1. Originally, one of this func return, the "task_n_future_covariates",
will return the ["past only" + "future known"]covariates number, by
`task_n_future_covariates = len(task_future_covariates_list)` as
`task_future_covariates_list ` is filled by for` key in
task_covariates_keys`
2. The code seems not to guarantee the last "future known" rows are
atcually what we expected, even there is a sorted option.

So, this PR fixed them by separating "past only" and "future known" covs
from the "past_covariates" input, and explicitly put the "past only"
covs rows above "future known" cov rows, supported by a temp list
"ordered_covariate_keys".
---
 src/chronos/chronos2/dataset.py | 42 ++++++++++++++++++++-------------
 1 file changed, 26 insertions(+), 16 deletions(-)

diff --git a/src/chronos/chronos2/dataset.py b/src/chronos/chronos2/dataset.py
index 61a8a0f..86bf8b9 100644
--- a/src/chronos/chronos2/dataset.py
+++ b/src/chronos/chronos2/dataset.py
@@ -105,9 +105,29 @@ def validate_and_prepare_single_dict_task(
             f"Found invalid type for `past_covariates` in element at index {idx}. "
             f'Expected dict with {{"feat_1": tensor_1, "feat_2": tensor_2, ...}}, but found {type(task_past_covariates)}'
         )
+
+    # gather keys and ensure known-future keys come last to match downstream assumptions
     task_covariates_keys = sorted(task_past_covariates.keys())
+
+    task_future_covariates = task.get("future_covariates", {})
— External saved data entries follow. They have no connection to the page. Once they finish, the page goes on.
//! Generational engine
//!
//! [`Engine`] owns the population and drives it through the
//! `Uninitialized -> Ready` state machine:
//!
//! 1. `initialize` resolves configuration, calls `on_init`, and builds
//!    generation 0 from the client's factories.
//! 2. Between generations the caller may read the population and step its
//!    own simulation through `individuals_mut`.
//! 3. `evolve` scores every individual, builds the fitness weights once,
//!    and breeds `population_size` children (two roulette draws, crossover,
//!    mutation, `create_individual`). Only once every child is valid are the
//!    scores recorded, `on_generation_end` fired and the old population
//!    replaced; a failed `evolve` leaves the engine as it was.

pub mod client;

use std::time::Instant;

use rand::Rng;
use tracing::{debug, info, warn};

use crate::config::Configuration;
use crate::diagnostics::{EvolutionSummary, GenerationStats};
use crate::error::{ContractViolation, EvoResult, LifecycleError};
use crate::fitness::weights::FitnessWeights;
use crate::genome::dna::Dna;
use crate::operators::crossover::CrossoverPolicy;
use crate::operators::mutation::GeneReplacementMutation;
use crate::operators::selection::RouletteSelection;
use crate::operators::traits::CrossoverOperator;
use crate::population::individual::Individual;
use crate::population::population::Population;
use crate::termination::{EvolutionState, TerminationCriterion};

pub use client::Client;

/// Lifecycle state of an [`Engine`]
#[derive(Clone, Copy, Debug, PartialEq, Eq)]
pub enum EngineState {
    /// `initialize` has not succeeded yet
    Uninitialized,
    /// A population exists; `evolve` may be called repeatedly
    Ready,
}

/// Where the crossover operator comes from
#[derive(Clone, Debug)]
enum CrossoverSource<X> {
    /// The `crossover` key of the resolved configuration
    Configured,
    /// An operator supplied to `Engine::with_crossover`
    Custom(X),
}

/// Everything that exists once the engine is initialized
struct Run<I: Individual> {
    config: Configuration,
    population: Population<I>,
    mutation: GeneReplacementMutation,
    dna_length: usize,
}

/// Genetic algorithm engine
///
/// Single-threaded and synchronous: every call completes one step before
/// returning, and the caller decides when to stop.
pub struct Engine<C: Client, X = CrossoverPolicy> {
    client: C,
    crossover: CrossoverSource<X>,
    selection: RouletteSelection,
    run: Option<Run<C::Individual>>,
    best: Option<(Dna<C::Gene>, f64)>,
    evaluations: usize,
}

impl<C: Client> Engine<C> {
    /// Create an engine using the crossover policy named in the configuration
    pub fn new(client: C) -> Self {
        Self {
            client,
            crossover: CrossoverSource::Configured,
            selection: RouletteSelection::new(),
            run: None,
            best: None,
            evaluations: 0,
        }
    }
}

impl<C, X> Engine<C, X>
where
    C: Client,
    X: CrossoverOperator<C::Gene>,
{
    /// Create an engine with a custom crossover operator
    pub fn with_crossover(client: C, crossover: X) -> Self {
        Self {
            client,
            crossover: CrossoverSource::Custom(crossover),
            selection: RouletteSelection::new(),
            run: None,
            best: None,
            evaluations: 0,
        }
    }

    /// Current lifecycle state
    pub fn state(&self) -> EngineState {
        if self.run.is_some() {
            EngineState::Ready
        } else {
            EngineState::Uninitialized
        }
    }

    /// Get a reference to the client
    pub fn client(&self) -> &C {
        &self.client
    }

    /// Get a mutable reference to the client
    pub fn client_mut(&mut self) -> &mut C {
        &mut self.client
    }

    /// Consume the engine and return the client
    pub fn into_client(self) -> C {
        self.client
    }

    /// The resolved configuration, once initialized
    pub fn configuration(&self) -> Option<&Configuration> {
        self.run.as_ref().map(|run| &run.config)
    }

    /// DNA length established by generation 0
    pub fn dna_length(&self) -> Option<usize> {
        self.run.as_ref().map(|run| run.dna_length)
    }

    /// Generation counter; 0 before and right after `initialize`
    pub fn current_generation(&self) -> usize {
        self.run
            .as_ref()
            .map_or(0, |run| run.population.generation())
    }

    /// Total fitness evaluations performed
    pub fn evaluations(&self) -> usize {
        self.evaluations
    }

    /// Read-only view of the live population
    pub fn current_population(&self) -> EvoResult<&Population<C::Individual>> {
        self.run
            .as_ref()
            .map(|run| &run.population)
            .ok_or_else(|| LifecycleError::NotInitialized.into())
    }

    /// Mutable access to the live individuals for client-side simulation
    pub fn individuals_mut(&mut self) -> EvoResult<&mut [C::Individual]> {
        self.run
            .as_mut()
            .map(|run| run.population.individuals_mut())
            .ok_or_else(|| LifecycleError::NotInitialized.into())
    }

    /// Best individual evaluated so far: its DNA and fitness
    pub fn best(&self) -> Option<(&Dna<C::Gene>, f64)> {
        self.best.as_ref().map(|(dna, fitness)| (dna, *fitness))
    }

    /// Fitness of the best individual evaluated so far
    pub fn best_fitness(&self) -> Option<f64> {
        self.best.as_ref().map(|(_, fitness)| *fitness)
    }

    /// Build generation 0
    ///
    /// Fails with a lifecycle error if called twice, and with a
    /// configuration error before any client hook runs if the overrides are
    /// out of range.
    pub fn initialize<R: Rng + ?Sized>(&mut self, rng: &mut R) -> EvoResult<()> {
        if self.run.is_some() {
            return Err(LifecycleError::AlreadyInitialized.into());
        }

        let config = Configuration::resolve(&self.client.configuration())?;
        self.client.on_init(&config);

        let mut individuals = Vec::with_capacity(config.population_size);
        let mut dna_length = None;
        for index in 0..config.population_size {
            let dna = self.client.create_dna(&config, rng);
            let expected = *dna_length.get_or_insert(dna.len());
            if dna.len() != expected {
                return Err(ContractViolation::DnaLength {
                    index,
                    expected,
                    actual: dna.len(),
                }
                .into());
            }

            let individual = self.client.create_individual(dna);
            check_individual(&individual, index, expected)?;
            individuals.push(individual);
        }
        let dna_length = dna_length.unwrap_or(0);

        info!(
            population_size = config.population_size,
            dna_length,
            mutation_p = config.mutation_p,
            "engine initialized"
        );

        self.run = Some(Run {
            mutation: GeneReplacementMutation::new(config.mutation_p),
            population: Population::from_individuals(individuals, 0),
            config,
            dna_length,
        });
        self.client.on_generation_begin(0);
        Ok(())
    }

    /// Advance one generation
    ///
    /// Returns statistics of the generation that was evaluated. On error the
    /// current population stays in place.
    pub fn evolve<R: Rng + ?Sized>(&mut self, rng: &mut R) -> EvoResult<GenerationStats> {
        let start = Instant::now();
        let run = self.run.as_ref().ok_or(LifecycleError::NotInitialized)?;
        run.population.check_dna_length(run.dna_length)?;

        let client = &self.client;
        let fitness = run
            .population
            .score(|individual| client.evaluate_fitness(individual))?;

        self.breed(fitness, start, rng)
    }

    /// Turn the scored population into the next generation
    ///
    /// Nothing is committed until every child has been bred and checked.
    fn breed<R: Rng + ?Sized>(
        &mut self,
        fitness: Vec<f64>,
        start: Instant,
        rng: &mut R,
    ) -> EvoResult<GenerationStats> {
        let Self {
            client,
            crossover,
            selection,
            run,
            best,
            evaluations,
        } = self;
        let run = run.as_mut().ok_or(LifecycleError::NotInitialized)?;
        let generation = run.population.generation();

        let weights = FitnessWeights::from_fitness(&fitness)?;
        let stats = GenerationStats::from_fitness(generation, &fitness, weights.is_uniform());

        let parents = run.population.individuals();
        let mut children = Vec::with_capacity(run.config.population_size);
        for slot in 0..run.config.population_size {
            let parent1 = selection.select_parent(parents, &weights, rng);
            let parent2 = selection.select_parent(parents, &weights, rng);

            let (child, operator) = match crossover {
                CrossoverSource::Configured => (
                    run.config
                        .crossover
                        .crossover(parent1.dna(), parent2.dna(), rng)?,
                    CrossoverOperator::<C::Gene>::name(&run.config.crossover),
                ),
                CrossoverSource::Custom(op) => (
                    op.crossover(parent1.dna(), parent2.dna(), rng)?,
                    op.name(),
                ),
            };
            if child.len() != run.dna_length {
                return Err(ContractViolation::OperatorOutput {
                    operator,
                    expected: run.dna_length,
                    actual: child.len(),
                }
                .into());
            }

            let child = run
                .mutation
                .mutate(&child, rng, |r| client.create_gene(r));
            let individual = client.create_individual(child);
            check_individual(&individual, slot, run.dna_length)?;
            children.push(individual);
        }

        if weights.is_uniform() {
            warn!(generation, "all fitness values are zero, selecting parents uniformly");
        }
        run.population.record_fitness(&fitness);
        *evaluations += fitness.len();
        if let Some(top) = run.population.best() {
            let top_fitness = top.fitness().unwrap_or(0.0);
            if best.as_ref().map_or(true, |(_, f)| top_fitness > *f) {
                *best = Some((top.dna().clone(), top_fitness));
            }
        }
        client.on_generation_end(generation, &run.population);

        run.population = Population::from_individuals(children, generation + 1);

        let stats = stats.with_elapsed(start.elapsed());
        debug!(
            generation,
            best = stats.best_fitness,
            mean = stats.mean_fitness,
            worst = stats.worst_fitness,
            "generation evolved"
        );

        client.on_generation_begin(generation + 1);
        Ok(stats)
    }

    /// Evolve until `termination` fires or the client asks to stop
    ///
    /// Initializes the engine first if needed. Each iteration runs the
    /// client's `simulate` hook on the live individuals, then `evolve`.
    pub fn run<T, R>(
        &mut self,
        termination: &T,
        rng: &mut R,
    ) -> EvoResult<EvolutionSummary<C::Gene>>
    where
        T: TerminationCriterion + ?Sized,
        R: Rng + ?Sized,
    {
        let start = Instant::now();
        if self.run.is_none() {
            self.initialize(rng)?;
        }

        let mut history = Vec::new();
        let mut best_history = Vec::new();
        let reason = loop {
            let generation = self.current_generation();
            if let Some(run) = self.run.as_mut() {
                self.client
                    .simulate(generation, run.population.individuals_mut());
            }

            let stats = self.evolve(rng)?;
            best_history.push(stats.best_fitness);
            history.push(stats);

            if self.client.is_stop_requested() {
                break "Stop requested by client";
            }

            let state = EvolutionState {
                generation: self.current_generation(),
                evaluations: self.evaluations,
                best_fitness: self.best_fitness().unwrap_or(0.0),
                fitness_history: &best_history,
            };
            if termination.should_terminate(&state) {
                break termination.reason();
            }
        };

        info!(
            generations = self.current_generation(),
            best_fitness = ?self.best_fitness(),
            reason,
            "run finished"
        );

        Ok(EvolutionSummary {
            generations: self.current_generation(),
            best_dna: self.best.as_ref().map(|(dna, _)| dna.clone()),
            best_fitness: self.best_fitness(),
            history,
            termination_reason: Some(reason.to_string()),
            total_runtime_ms: start.elapsed().as_secs_f64() * 1000.0,
        })
    }
}

impl<C, X> Engine<C, X>
where
    C: Client + Sync,
    C::Individual: Send + Sync,
    X: CrossoverOperator<C::Gene>,
{
    /// Like [`evolve`](Engine::evolve), but evaluates fitness in parallel
    /// when the `parallel` feature is enabled
    ///
    /// Every score is computed before the fitness weights are built.
    pub fn evolve_parallel<R: Rng + ?Sized>(
        &mut self,
        rng: &mut R,
    ) -> EvoResult<GenerationStats> {
        let start = Instant::now();
        let run = self.run.as_ref().ok_or(LifecycleError::NotInitialized)?;
        run.population.check_dna_length(run.dna_length)?;

        let client = &self.client;
        let fitness = run
            .population
            .score_parallel(|individual| client.evaluate_fitness(individual))?;

        self.breed(fitness, start, rng)
    }
}

fn check_individual<I: Individual>(
    individual: &I,
    index: usize,
    expected: usize,
) -> Result<(), ContractViolation> {
    let actual = individual.dna().len();
    if actual != expected {
        return Err(ContractViolation::DnaLength {
            index,
            expected,
            actual,
        });
    }
    Ok(())
}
+    if not isinstance(task_future_covariates, dict):
+        raise ValueError(
+            f"Found invalid type for `future_covariates` in element at index {idx}. "
+            f'Expected dict with {{"feat_1": tensor_1, "feat_2": tensor_2, ...}}, but found {type(task_future_covariates)}'
+        )
+    task_future_covariates_keys = sorted(task_future_covariates.keys())
+    if not set(task_future_covariates_keys).issubset(task_covariates_keys):
+        raise ValueError(
+            f"Expected keys in `future_covariates` to be a subset of `past_covariates` {task_covariates_keys}, "
+            f"but found {task_future_covariates_keys} in element at index {idx}"
+        )
+
+    # create ordered keys: past-only first, then known-future (so known-future are the last rows)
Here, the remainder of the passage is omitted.